What you need to do:
Wherever the string "SessionHub" shows up in the records below, return that line.

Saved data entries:
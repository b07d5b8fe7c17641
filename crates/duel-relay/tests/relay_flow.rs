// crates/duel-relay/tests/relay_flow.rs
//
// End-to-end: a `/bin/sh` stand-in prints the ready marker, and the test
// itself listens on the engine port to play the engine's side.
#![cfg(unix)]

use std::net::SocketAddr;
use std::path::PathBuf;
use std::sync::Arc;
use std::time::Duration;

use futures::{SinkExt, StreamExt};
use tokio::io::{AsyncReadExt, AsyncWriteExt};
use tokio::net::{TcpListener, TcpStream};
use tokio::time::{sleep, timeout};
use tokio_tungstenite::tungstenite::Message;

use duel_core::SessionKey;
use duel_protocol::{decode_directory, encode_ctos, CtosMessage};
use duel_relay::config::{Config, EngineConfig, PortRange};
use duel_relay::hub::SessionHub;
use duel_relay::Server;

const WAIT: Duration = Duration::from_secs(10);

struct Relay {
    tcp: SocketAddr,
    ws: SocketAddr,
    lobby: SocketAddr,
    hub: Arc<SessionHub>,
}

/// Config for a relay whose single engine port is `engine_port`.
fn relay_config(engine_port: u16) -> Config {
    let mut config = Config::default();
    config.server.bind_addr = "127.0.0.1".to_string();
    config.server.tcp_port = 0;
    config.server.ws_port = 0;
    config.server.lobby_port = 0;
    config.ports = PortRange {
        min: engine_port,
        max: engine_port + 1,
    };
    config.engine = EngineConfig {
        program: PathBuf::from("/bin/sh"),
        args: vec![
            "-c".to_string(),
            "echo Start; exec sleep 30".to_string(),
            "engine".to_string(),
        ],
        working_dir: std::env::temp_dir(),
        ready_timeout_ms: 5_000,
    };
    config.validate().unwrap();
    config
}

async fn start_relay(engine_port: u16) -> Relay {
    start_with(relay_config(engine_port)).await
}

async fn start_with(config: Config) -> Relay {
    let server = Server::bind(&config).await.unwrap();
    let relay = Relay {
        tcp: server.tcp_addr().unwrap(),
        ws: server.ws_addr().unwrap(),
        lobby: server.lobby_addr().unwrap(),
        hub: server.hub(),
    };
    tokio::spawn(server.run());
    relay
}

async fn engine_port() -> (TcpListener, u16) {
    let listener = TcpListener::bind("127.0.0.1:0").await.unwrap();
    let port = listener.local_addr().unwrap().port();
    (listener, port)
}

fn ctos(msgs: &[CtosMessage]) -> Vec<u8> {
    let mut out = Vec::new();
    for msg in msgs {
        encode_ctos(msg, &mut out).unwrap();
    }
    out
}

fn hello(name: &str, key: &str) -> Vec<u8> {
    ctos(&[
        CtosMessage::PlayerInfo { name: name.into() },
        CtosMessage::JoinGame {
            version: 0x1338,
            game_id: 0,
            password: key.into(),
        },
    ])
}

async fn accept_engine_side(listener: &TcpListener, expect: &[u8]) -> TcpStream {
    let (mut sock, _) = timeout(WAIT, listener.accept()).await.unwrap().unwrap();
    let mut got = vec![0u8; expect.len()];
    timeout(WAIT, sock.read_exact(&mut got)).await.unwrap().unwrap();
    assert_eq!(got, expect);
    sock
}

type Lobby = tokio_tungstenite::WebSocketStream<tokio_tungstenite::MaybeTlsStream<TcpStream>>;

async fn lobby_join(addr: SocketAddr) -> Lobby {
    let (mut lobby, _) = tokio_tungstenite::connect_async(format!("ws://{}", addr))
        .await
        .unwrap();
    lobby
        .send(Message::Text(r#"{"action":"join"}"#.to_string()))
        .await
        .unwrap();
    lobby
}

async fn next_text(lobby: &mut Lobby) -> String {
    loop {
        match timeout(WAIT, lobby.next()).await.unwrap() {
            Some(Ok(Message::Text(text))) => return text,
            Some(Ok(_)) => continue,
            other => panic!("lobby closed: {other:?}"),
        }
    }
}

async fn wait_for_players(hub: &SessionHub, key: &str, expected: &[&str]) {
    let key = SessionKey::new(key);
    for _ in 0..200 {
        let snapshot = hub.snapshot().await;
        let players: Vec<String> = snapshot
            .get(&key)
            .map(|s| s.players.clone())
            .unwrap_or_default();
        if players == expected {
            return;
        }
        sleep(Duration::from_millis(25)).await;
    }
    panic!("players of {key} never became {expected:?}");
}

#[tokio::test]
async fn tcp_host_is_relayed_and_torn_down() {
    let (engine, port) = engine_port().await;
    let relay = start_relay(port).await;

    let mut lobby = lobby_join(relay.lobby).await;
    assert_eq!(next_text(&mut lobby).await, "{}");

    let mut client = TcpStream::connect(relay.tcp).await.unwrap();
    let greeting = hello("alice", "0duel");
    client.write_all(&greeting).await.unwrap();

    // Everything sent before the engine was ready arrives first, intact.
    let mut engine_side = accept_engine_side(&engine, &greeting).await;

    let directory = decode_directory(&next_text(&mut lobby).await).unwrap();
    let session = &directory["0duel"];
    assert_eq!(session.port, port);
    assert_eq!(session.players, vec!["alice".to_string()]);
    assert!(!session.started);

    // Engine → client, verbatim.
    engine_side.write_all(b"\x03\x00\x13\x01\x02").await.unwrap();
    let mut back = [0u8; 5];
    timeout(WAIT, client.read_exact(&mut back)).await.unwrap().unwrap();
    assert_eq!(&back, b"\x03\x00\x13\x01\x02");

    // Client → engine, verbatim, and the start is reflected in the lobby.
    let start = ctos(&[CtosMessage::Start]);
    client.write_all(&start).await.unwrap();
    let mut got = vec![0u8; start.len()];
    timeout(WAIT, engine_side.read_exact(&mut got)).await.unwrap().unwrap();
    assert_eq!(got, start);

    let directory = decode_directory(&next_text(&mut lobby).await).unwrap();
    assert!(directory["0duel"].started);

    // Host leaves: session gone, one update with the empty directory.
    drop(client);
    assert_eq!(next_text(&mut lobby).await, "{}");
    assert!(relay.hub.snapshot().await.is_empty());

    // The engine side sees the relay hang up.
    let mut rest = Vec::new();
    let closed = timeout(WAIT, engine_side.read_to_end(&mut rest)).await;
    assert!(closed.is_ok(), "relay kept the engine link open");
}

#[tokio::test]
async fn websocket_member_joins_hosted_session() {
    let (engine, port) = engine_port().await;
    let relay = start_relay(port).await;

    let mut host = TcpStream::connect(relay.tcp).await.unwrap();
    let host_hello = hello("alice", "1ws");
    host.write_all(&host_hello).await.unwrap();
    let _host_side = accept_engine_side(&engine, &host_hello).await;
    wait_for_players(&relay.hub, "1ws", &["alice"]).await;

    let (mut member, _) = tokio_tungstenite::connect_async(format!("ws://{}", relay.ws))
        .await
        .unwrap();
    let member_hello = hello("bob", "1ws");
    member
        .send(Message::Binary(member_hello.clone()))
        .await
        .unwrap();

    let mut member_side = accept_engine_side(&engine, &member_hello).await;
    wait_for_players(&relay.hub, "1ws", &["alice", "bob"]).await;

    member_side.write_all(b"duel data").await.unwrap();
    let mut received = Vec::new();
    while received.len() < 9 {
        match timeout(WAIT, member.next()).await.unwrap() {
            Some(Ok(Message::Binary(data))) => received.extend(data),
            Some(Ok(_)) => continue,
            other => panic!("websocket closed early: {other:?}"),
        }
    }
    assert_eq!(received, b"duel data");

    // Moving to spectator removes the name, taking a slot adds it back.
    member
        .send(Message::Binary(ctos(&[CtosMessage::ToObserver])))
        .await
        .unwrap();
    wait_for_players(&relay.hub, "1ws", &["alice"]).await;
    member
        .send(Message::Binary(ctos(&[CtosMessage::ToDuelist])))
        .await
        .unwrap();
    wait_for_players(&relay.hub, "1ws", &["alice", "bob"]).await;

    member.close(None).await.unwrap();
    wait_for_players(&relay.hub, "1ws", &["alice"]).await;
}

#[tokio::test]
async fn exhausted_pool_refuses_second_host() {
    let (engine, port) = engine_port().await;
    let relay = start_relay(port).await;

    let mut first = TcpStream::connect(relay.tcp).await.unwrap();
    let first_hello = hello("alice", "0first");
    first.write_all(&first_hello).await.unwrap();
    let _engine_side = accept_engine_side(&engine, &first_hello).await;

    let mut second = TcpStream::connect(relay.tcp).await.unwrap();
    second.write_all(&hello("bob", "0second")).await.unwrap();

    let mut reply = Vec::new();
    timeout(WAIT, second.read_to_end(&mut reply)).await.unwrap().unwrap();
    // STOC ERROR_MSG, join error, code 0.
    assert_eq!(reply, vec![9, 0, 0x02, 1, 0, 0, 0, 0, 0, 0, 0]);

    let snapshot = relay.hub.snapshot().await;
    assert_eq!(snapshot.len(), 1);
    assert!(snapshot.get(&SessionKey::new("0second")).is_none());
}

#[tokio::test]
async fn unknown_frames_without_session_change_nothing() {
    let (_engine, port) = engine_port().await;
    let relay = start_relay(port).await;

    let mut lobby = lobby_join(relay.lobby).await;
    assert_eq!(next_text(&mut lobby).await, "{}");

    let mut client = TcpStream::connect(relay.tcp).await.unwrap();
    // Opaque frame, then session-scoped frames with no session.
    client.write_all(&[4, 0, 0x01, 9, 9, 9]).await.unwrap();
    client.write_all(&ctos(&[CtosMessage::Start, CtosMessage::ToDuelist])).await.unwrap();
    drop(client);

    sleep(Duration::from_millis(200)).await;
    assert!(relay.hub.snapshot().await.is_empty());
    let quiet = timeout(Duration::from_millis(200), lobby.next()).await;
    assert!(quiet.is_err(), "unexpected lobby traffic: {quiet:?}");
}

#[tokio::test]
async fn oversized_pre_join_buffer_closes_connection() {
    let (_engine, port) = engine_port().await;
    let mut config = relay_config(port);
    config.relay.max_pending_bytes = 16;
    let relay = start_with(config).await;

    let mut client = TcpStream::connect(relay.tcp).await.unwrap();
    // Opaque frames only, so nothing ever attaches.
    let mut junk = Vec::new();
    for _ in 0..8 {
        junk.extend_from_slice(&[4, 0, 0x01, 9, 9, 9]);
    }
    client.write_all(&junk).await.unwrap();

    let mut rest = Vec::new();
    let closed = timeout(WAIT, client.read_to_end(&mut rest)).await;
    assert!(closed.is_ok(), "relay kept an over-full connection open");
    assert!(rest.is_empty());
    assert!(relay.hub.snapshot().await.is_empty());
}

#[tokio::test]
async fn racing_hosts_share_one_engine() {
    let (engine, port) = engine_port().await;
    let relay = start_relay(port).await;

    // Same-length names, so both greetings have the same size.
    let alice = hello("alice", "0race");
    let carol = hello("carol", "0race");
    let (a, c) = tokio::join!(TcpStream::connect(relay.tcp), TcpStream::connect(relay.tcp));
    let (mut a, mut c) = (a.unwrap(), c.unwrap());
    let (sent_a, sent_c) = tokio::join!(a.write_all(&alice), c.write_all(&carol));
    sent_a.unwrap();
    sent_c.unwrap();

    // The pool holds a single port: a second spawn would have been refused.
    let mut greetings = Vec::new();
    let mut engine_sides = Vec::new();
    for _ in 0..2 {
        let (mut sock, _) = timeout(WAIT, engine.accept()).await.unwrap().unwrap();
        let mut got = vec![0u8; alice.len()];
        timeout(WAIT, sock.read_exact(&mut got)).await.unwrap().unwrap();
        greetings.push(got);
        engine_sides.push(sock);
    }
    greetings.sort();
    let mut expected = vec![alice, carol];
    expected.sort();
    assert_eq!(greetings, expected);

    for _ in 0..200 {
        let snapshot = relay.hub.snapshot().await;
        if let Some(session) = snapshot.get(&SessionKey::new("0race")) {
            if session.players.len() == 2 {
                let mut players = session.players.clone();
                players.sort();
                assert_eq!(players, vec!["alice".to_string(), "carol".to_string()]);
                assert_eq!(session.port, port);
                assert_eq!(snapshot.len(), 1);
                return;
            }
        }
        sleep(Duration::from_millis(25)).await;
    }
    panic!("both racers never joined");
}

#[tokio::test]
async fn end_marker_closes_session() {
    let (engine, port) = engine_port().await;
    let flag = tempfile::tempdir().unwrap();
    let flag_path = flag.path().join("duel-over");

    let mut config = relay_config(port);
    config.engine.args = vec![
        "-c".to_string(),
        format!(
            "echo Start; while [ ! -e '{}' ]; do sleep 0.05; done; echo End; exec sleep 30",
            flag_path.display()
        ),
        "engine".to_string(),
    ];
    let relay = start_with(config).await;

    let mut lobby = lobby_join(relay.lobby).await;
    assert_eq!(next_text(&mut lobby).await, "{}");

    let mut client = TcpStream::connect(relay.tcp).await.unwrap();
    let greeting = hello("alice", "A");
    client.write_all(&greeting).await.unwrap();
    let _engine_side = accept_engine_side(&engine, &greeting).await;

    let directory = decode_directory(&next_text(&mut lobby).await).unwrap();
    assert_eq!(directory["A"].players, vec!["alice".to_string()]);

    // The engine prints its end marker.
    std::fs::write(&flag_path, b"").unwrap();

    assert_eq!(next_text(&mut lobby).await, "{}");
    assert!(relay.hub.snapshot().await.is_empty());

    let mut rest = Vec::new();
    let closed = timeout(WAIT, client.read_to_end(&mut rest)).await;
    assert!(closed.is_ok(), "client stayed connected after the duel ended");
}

Problem solution:
use duel_relay::hub::SessionHub;
    hub: Arc<SessionHub>,
async fn wait_for_players(hub: &SessionHub, key: &str, expected: &[&str]) {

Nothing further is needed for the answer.